The majority (75%) of molecules are strained by less than 10 kJ mol−1 and it is unsurprising in these cases that the increase in intramolecular energy can be compensated by improved intermolecular interactions in the crystal. However, we find several cases of surprisingly high strain energies. The highest values calculated for the molecules studied here are ΔEstrain = 18.3 and 21.6 kJ mol−1 in the two polymorphs FIBKUW01 and FIBKUW02 and ΔEstrain = 19.0 mol−1 in the monoclinic polymorph of N,N′-di(phenylethyl)terephthalamide (CELHIL01, see Fig. 3b). One important observation is that high intramolecular strain energies are not restricted to large molecules: two of the smallest molecules in our set show large strain in their crystal structures: SIKRIN (ΔEstrain = 14.6 kJ mol−1) and HIBGUV (ΔEstrain = 14.4 kJ mol−1, in its monoclinic beta polymorph). The results that we find here are in broad agreement with those recently reported for a large set of conformational polymorphs.13
At the low energy end of the ΔEstrain distribution, we note that none of the molecules are completely unaffected by crystal packing. The smallest calculated value is ΔEstrain = 2.4 kJ mol−1 for the triclinic polymorph of 1,4-dibenzoylbutane (CSD REFCODE GALCAX01), corresponding to an all-atom RMS difference in atomic positions of 0.03 Å between gas and solid phase molecular geometries (Fig. 3c). From a structure prediction perspective, these results demonstrate the limitations of any rigid-molecule treatment of even moderately flexible molecules, where the molecule in the crystal structure is assumed to be undistorted from its gas phase geometry. Energy contributions of 2–3 kJ mol−1 to the relative stability of crystal structures can be crucial in the context of CSP, where energy separations between computer-generated crystal structures are often 1 kJ mol−1 or less.4
We define the conformer associated with the crystalline molecular geometry as the structure reached after DFT-D optimisation of the molecule extracted from the crystal structure. From our initial set of 36 independent molecular geometries, we find only 21 distinct conformers because some molecular geometries (e.g. of the packing polymorphs) converge to the same conformer on the gas phase molecular energy surface.
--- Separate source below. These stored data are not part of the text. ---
//! Pure decision logic for the oracle updater: which agents to push, how to
//! group them, and what to pay.

use crate::config::OracleConfig;
use crate::store::ScoreSyncRow;

use alloy::primitives::B256;
use chrono::{DateTime, Utc};

/// Largest value the oracle accepts.
pub const MAX_ONCHAIN_SCORE: u32 = 10_000;

/// Map a 0-100 score onto the oracle's 0-10000 scale.
pub fn scale_score(score: f64) -> u32 {
    if !score.is_finite() {
        return 0;
    }
    (score * 100.0).round().clamp(0.0, f64::from(MAX_ONCHAIN_SCORE)) as u32
}

/// An agent whose on-chain score should be refreshed.
#[derive(Debug, Clone, Copy, PartialEq, Eq)]
pub struct Candidate {
    pub agent_id: B256,
    pub score: u32,
    /// Failed pushes so far, drives the fee bump.
    pub attempt: u32,
}

#[derive(Debug, Default, PartialEq, Eq)]
pub struct Selection {
    pub candidates: Vec<Candidate>,
    /// Agents skipped because their pushes exhausted `max_tx_retries`.
    pub parked: Vec<B256>,
    /// Agents skipped because a write for them is still unresolved.
    pub in_flight: usize,
}

/// Apply the drift / staleness gate to every scored agent.
pub fn select_candidates(
    rows: &[ScoreSyncRow],
    now: DateTime<Utc>,
    config: &OracleConfig,
) -> Selection {
    let mut selection = Selection::default();
    for row in rows {
        let Some(overall) = row.overall_score else {
            continue;
        };
        let score = scale_score(overall);

        let Some(sync) = &row.sync else {
            selection.candidates.push(Candidate {
                agent_id: row.agent_id,
                score,
                attempt: 0,
            });
            continue;
        };
        if sync.pending_tx.is_some() {
            selection.in_flight += 1;
            continue;
        }
        if sync.failed_attempts >= config.max_tx_retries {
            selection.parked.push(row.agent_id);
            continue;
        }

        let drifted = match sync.last_pushed_score {
            Some(pushed) => score.abs_diff(pushed) >= config.drift_threshold,
            None => true,
        };
        let stale = match sync.last_pushed_at {
            Some(at) => (now - at).num_seconds() >= config.max_staleness_secs as i64,
            None => true,
        };
        if drifted || stale {
            selection.candidates.push(Candidate {
                agent_id: row.agent_id,
                score,
                attempt: sync.failed_attempts,
            });
        }
    }
    selection
}

/// Gas limit for a write carrying `agents` scores.
pub fn estimate_gas(agents: usize, config: &OracleConfig) -> u64 {
    config
        .base_gas
        .saturating_add(config.gas_per_agent.saturating_mul(agents as u64))
}

/// Largest batch that fits both `max_batch_size` and `max_gas_per_tx`. Never
/// below one, so an oversized single agent still gets its own write.
pub fn max_agents_per_tx(config: &OracleConfig) -> usize {
    let by_gas = if config.gas_per_agent == 0 {
        usize::MAX
    } else {
        (config.max_gas_per_tx.saturating_sub(config.base_gas) / config.gas_per_agent) as usize
    };
    config.max_batch_size.min(by_gas).max(1)
}

/// Group candidates into writes, preserving selection order.
pub fn build_batches(candidates: Vec<Candidate>, config: &OracleConfig) -> Vec<Vec<Candidate>> {
    let size = max_agents_per_tx(config);
    let mut batches = Vec::new();
    let mut iter = candidates.into_iter().peekable();
    while iter.peek().is_some() {
        batches.push(iter.by_ref().take(size).collect());
    }
    batches
}

/// `gas_price * max_fee_multiplier * (1 + bump)^attempt`, saturating.
pub fn max_fee_per_gas(gas_price: u128, attempt: u32, config: &OracleConfig) -> u128 {
    let mut fee = gas_price.saturating_mul(u128::from(config.max_fee_multiplier.max(1)));
    for _ in 0..attempt {
        fee = fee.saturating_mul(100 + u128::from(config.gas_price_bump_pct)) / 100;
    }
    fee
}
For all molecules apart from one, we find a corresponding conformer in the sets generated by the conformation search. For the remaining molecule, SEVJAF, the original LMCS search failed to return the conformation obtained from the known crystal structure. However, the observed conformer was obtained after initiating a second, longer, search from the geometrically closest conformer in the initial set. For the purposes of this study, we assume that the initial set of SEVJAF conformers is representative of the conformational surface, despite being incompletely explored, and we proceed with the original set of SEVJAF conformers supplemented by the conformer corresponding to the observed crystalline molecular geometry.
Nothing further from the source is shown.